● YOUR ASSIGNMENT: Repeat exactly the lines below that lie between the line with "Block offsets of" and the line with "correlation is time", counting both of those lines as part of the answer.

————

//! Covariance built from a volatility model and a correlation model.
//!
//! `C(t) = diag(σ(t))·ρ(t)·diag(σ(t))` and `D(t) = diag(σ(t))·B(t)`, where
//! `B` is the correlation model's pseudo square root.

use crate::correlation::CorrelationModel;
use crate::covariance::{integrated_covariance_by_quadrature, CovarianceParameterization};
use crate::parameter::{Parameter, ParameterLayout};
use crate::volatility::VolatilityModel;
use lmm_core::{ensure, errors::Result, Error, Real, Time};
use lmm_math::{get_covariance, Matrix, QuadratureSettings};
use std::cell::RefCell;
use tracing::debug;

const VOLATILITY_BLOCK: &str = "volatility";
const CORRELATION_BLOCK: &str = "correlation";

/// Composition of a [`VolatilityModel`] and a [`CorrelationModel`].
#[derive(Debug, Clone)]
pub struct CovarianceProxy {
    volatility: VolatilityModel,
    correlation: CorrelationModel,
    quadrature: QuadratureSettings,
    layout: ParameterLayout,
}

impl CovarianceProxy {
    /// Both models must describe the same number of rates.
    pub fn new(volatility: VolatilityModel, correlation: CorrelationModel) -> Result<Self> {
        ensure!(
            volatility.size() == correlation.size(),
            "volatility model size {} differs from correlation model size {}",
            volatility.size(),
            correlation.size()
        );
        let mut layout = ParameterLayout::new();
        layout.push(VOLATILITY_BLOCK, volatility.param_count());
        layout.push(CORRELATION_BLOCK, correlation.param_count());
        Ok(Self {
            volatility,
            correlation,
            quadrature: QuadratureSettings::default(),
            layout,
        })
    }

    /// Use `settings` for the numerical fallback.
    pub fn with_quadrature(mut self, settings: QuadratureSettings) -> Self {
        self.quadrature = settings;
        self
    }

    /// Volatility component.
    pub fn volatility_model(&self) -> &VolatilityModel {
        &self.volatility
    }

    /// Correlation component.
    pub fn correlation_model(&self) -> &CorrelationModel {
        &self.correlation
    }

    /// Block offsets of [`Self::params`].
    pub fn layout(&self) -> &ParameterLayout {
        &self.layout
    }

    /// `∫₀ᵗ σ_i ρ_ij σ_j`.
    ///
    /// Uses the volatility closed form when the correlation is time
    /// independent and the closed form exists. Otherwise integrates
    /// numerically, which is only available for state-independent
    /// evaluation (`x` empty).
    pub fn integrated_covariance_entry(&self, i: usize, j: usize, t: Time, x: &[Real]) -> Result<Real> {
        let n = self.size();
        for k in [i, j] {
            if k >= n {
                return Err(Error::IndexOutOfRange { index: k, size: n });
            }
        }
        if self.correlation.is_time_independent() {
            match self.volatility.integrated_variance(j, i, t, x) {
                Ok(v) => return Ok(self.correlation.correlation_at(i, j, 0.0, &[]) * v),
                Err(Error::Unsupported(_)) => {}
                Err(e) => return Err(e),
            }
        }
        if !x.is_empty() {
            return Err(Error::Unsupported(
                "numerical covariance integration requires an empty state vector".into(),
            ));
        }
        if t <= 0.0 {
            return Ok(0.0);
        }

        debug!(i, j, t, "integrating covariance entry numerically");
        let failure: RefCell<Option<Error>> = RefCell::new(None);
        let integrand = |s: Real| {
            let sigma_i = self.volatility.volatility_at(i, s, x);
            let sigma_j = self.volatility.volatility_at(j, s, x);
            match (sigma_i, sigma_j) {
                (Ok(a), Ok(b)) => a * self.correlation.correlation_at(i, j, s, x) * b,
                (Err(e), _) | (_, Err(e)) => {
                    failure.borrow_mut().get_or_insert(e);
                    Real::NAN
                }
            }
        };
        let value = self.quadrature.integrate(integrand, 0.0, t);
        if let Some(e) = failure.borrow_mut().take() {
            return Err(e);
        }
        Ok(value?.value)
    }

    /// All calibration parameters, volatility block first.
    pub fn parameters(&self) -> Vec<Parameter> {
        self.volatility
            .parameters()
            .iter()
            .chain(self.correlation.parameters())
            .cloned()
            .collect()
    }

    /// Flattened parameter values.
    pub fn params(&self) -> Vec<Real> {
        let mut values = self.volatility.params();
        values.extend(self.correlation.params());
        values
    }

    /// Replace both blocks; on failure neither model changes.
    pub fn set_params(&mut self, values: &[Real]) -> Result<()> {
        let blocks = self.layout.split(values)?;
        let (mut volatility, mut correlation) = (self.volatility.clone(), self.correlation.clone());
        volatility.set_params(blocks[0])?;
        correlation.set_params(blocks[1])?;
        self.volatility = volatility;
        self.correlation = correlation;
        Ok(())
    }
}

impl CovarianceParameterization for CovarianceProxy {
    fn size(&self) -> usize {
        self.volatility.size()
    }

    fn factors(&self) -> usize {
        self.correlation.factors()
    }

    fn diffusion(&self, t: Time, x: &[Real]) -> Result<Matrix> {
        let sigma = self.volatility.volatility(t, x)?;
        let root = self.correlation.pseudo_sqrt(t, x);
        Ok(Matrix::from_fn(root.rows(), root.cols(), |i, k| sigma[i] * root[(i, k)]))
    }

    fn covariance(&self, t: Time, x: &[Real]) -> Result<Matrix> {
        let sigma = self.volatility.volatility(t, x)?;
        get_covariance(&sigma, self.correlation.correlation(t, x))
    }

    fn integrated_covariance(&self, t: Time, x: &[Real]) -> Result<Matrix> {
        let n = self.size();
        if !self.correlation.is_time_independent() {
            return integrated_covariance_by_quadrature(self, t, x, &self.quadrature);
        }
        let mut result = Matrix::zeros(n, n);
        for i in 0..n {
            for j in 0..=i {
                let value = match self.volatility.integrated_variance(j, i, t, x) {
                    Ok(v) => self.correlation.correlation_at(i, j, 0.0, &[]) * v,
                    Err(Error::Unsupported(_)) => {
                        return integrated_covariance_by_quadrature(self, t, x, &self.quadrature)
                    }
                    Err(e) => return Err(e),
                };
                result[(i, j)] = value;
                result[(j, i)] = value;
            }
        }
        Ok(result)
    }
}

#[cfg(test)]
mod tests {
    use super::*;
    use crate::correlation::{ExponentialCorrelation, LinearExponentialCorrelation};
    use crate::volatility::{FixedVolatility, LinearExponentialVolatility};
    use approx::{assert_abs_diff_eq, assert_relative_eq};

    fn hump_proxy() -> CovarianceProxy {
        let vol = LinearExponentialVolatility::new(vec![1.0, 2.0, 3.0, 4.0], 0.1, 0.5, 0.05, 0.2).unwrap();
        let corr = LinearExponentialCorrelation::new(4, 0.2, 0.3, Some(2)).unwrap();
        CovarianceProxy::new(vol.into(), corr.into()).unwrap()
    }

    #[test]
    fn covariance_is_sigma_rho_sigma() {
        let p = hump_proxy();
        for &t in &[0.0, 0.5, 1.7, 3.2] {
            let c = p.covariance(t, &[]).unwrap();
            let sigma = p.volatility_model().volatility(t, &[]).unwrap();
            let rho = p.correlation_model().correlation(t, &[]);
            for i in 0..4 {
                for j in 0..4 {
                    assert_abs_diff_eq!(c[(i, j)], sigma[i] * rho[(i, j)] * sigma[j], epsilon = 1e-15);
                }
            }
            let d = p.diffusion(t, &[]).unwrap();
            assert_eq!(d.cols(), 2);
            let from_diffusion = &d * &d.transpose();
            assert!(from_diffusion.max_abs_diff(&c) < 1e-14);
        }
    }

    #[test]
    fn closed_form_matches_generic_integration() {
        let p = hump_proxy();
        let closed = p.integrated_covariance(2.0, &[]).unwrap();
        let generic = integrated_covariance_by_quadrature(&p, 2.0, &[], &QuadratureSettings::default()).unwrap();
        for i in 0..4 {
            for j in 0..4 {
                assert_relative_eq!(closed[(i, j)], generic[(i, j)], max_relative = 1e-6, epsilon = 1e-12);
            }
        }
    }

    #[test]
    fn fixed_volatility_falls_back_to_quadrature() {
        let vol = FixedVolatility::new(vec![0.2; 4], vec![0.0, 1.0, 2.0, 3.0]).unwrap();
        let corr = ExponentialCorrelation::new(4, 0.1).unwrap();
        let p = CovarianceProxy::new(vol.into(), corr.into()).unwrap();
        // rate 1 carries 0.2 on [0, 2)
        let v = p.integrated_covariance_entry(1, 1, 2.0, &[]).unwrap();
        assert_relative_eq!(v, 0.08, max_relative = 1e-9);
        let c = p.integrated_covariance_entry(2, 1, 1.0, &[]).unwrap();
        assert_relative_eq!(c, 0.04 * (-0.1_f64).exp(), max_relative = 1e-9);
        let err = p.integrated_covariance_entry(1, 1, 2.0, &[0.05; 4]).unwrap_err();
        assert!(err.is_unsupported());
        assert!(p.integrated_covariance_entry(4, 0, 1.0, &[]).is_err());
    }

    #[test]
    fn parameters_are_concatenated() {
        let mut p = hump_proxy();
        assert_eq!(p.params(), vec![0.1, 0.5, 0.05, 0.2, 0.2, 0.3]);
        assert_eq!(p.layout().block("correlation"), Some(4..6));
        p.set_params(&[0.2, 0.4, 0.01, 0.1, 0.5, 0.6]).unwrap();
        assert_eq!(p.params(), vec![0.2, 0.4, 0.01, 0.1, 0.5, 0.6]);
        // correlation alpha out of bounds: nothing changes
        assert!(p.set_params(&[0.3, 0.4, 0.01, 0.1, 1.5, 0.6]).is_err());
        assert_eq!(p.params(), vec![0.2, 0.4, 0.01, 0.1, 0.5, 0.6]);
        assert!(p.set_params(&[0.3]).is_err());
    }

    #[test]
    fn size_mismatch() {
        let vol = LinearExponentialVolatility::new(vec![1.0, 2.0], 0.1, 0.5, 0.05, 0.2).unwrap();
        let corr = ExponentialCorrelation::new(3, 0.1).unwrap();
        assert!(CovarianceProxy::new(vol.into(), corr.into()).unwrap_err().is_configuration());
    }
}
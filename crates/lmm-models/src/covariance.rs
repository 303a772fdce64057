//! The covariance parameterization contract.
//!
//! An implementation describes the instantaneous covariance of `size()`
//! forward rates through a `size() × factors()` diffusion matrix `D(t, x)`
//! with `C(t, x) = D·Dᵗ`. Implementations with a closed-form time integral
//! override [`CovarianceParameterization::integrated_covariance`]; the
//! default integrates `D·Dᵗ` numerically.

use lmm_core::{errors::Result, Error, Real, Time};
use lmm_math::{Matrix, QuadratureSettings};
use std::cell::RefCell;
use tracing::debug;

/// Instantaneous covariance of the forward-rate vector.
pub trait CovarianceParameterization: std::fmt::Debug + Send + Sync {
    /// Number of forward rates.
    fn size(&self) -> usize;

    /// Number of driving Brownian factors.
    fn factors(&self) -> usize;

    /// Diffusion matrix `D(t, x)`, dimensioned `size() × factors()`.
    fn diffusion(&self, t: Time, x: &[Real]) -> Result<Matrix>;

    /// Covariance matrix `D·Dᵗ`.
    fn covariance(&self, t: Time, x: &[Real]) -> Result<Matrix> {
        let d = self.diffusion(t, x)?;
        Ok(&d * &d.transpose())
    }

    /// `∫₀ᵗ C(s, x) ds`.
    fn integrated_covariance(&self, t: Time, x: &[Real]) -> Result<Matrix> {
        integrated_covariance_by_quadrature(self, t, x, &QuadratureSettings::default())
    }
}

/// Integrate every lower-triangle entry of `D·Dᵗ` over `[0, t]` with the
/// given quadrature and mirror the result.
///
/// The integrand of entry `(i, j)` is `D[i,·] · D[j,·]`.
pub fn integrated_covariance_by_quadrature<P>(
    param: &P,
    t: Time,
    x: &[Real],
    settings: &QuadratureSettings,
) -> Result<Matrix>
where
    P: CovarianceParameterization + ?Sized,
{
    let n = param.size();
    let mut result = Matrix::zeros(n, n);
    if t <= 0.0 {
        return Ok(result);
    }
    debug!(size = n, t, "integrating covariance numerically");

    let failure: RefCell<Option<Error>> = RefCell::new(None);
    for i in 0..n {
        for j in 0..=i {
            let integrand = |s: Real| match param.diffusion(s, x) {
                Ok(d) => d.row_dot(i, j),
                Err(e) => {
                    failure.borrow_mut().get_or_insert(e);
                    Real::NAN
                }
            };
            let value = settings.integrate(integrand, 0.0, t);
            if let Some(e) = failure.borrow_mut().take() {
                return Err(e);
            }
            let value = value?.value;
            result[(i, j)] = value;
            result[(j, i)] = value;
        }
    }
    Ok(result)
}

————

● REPLY TO THE EXERCISE:
    /// Block offsets of [`Self::params`].
    pub fn layout(&self) -> &ParameterLayout {
        &self.layout
    }

    /// `∫₀ᵗ σ_i ρ_ij σ_j`.
    ///
    /// Uses the volatility closed form when the correlation is time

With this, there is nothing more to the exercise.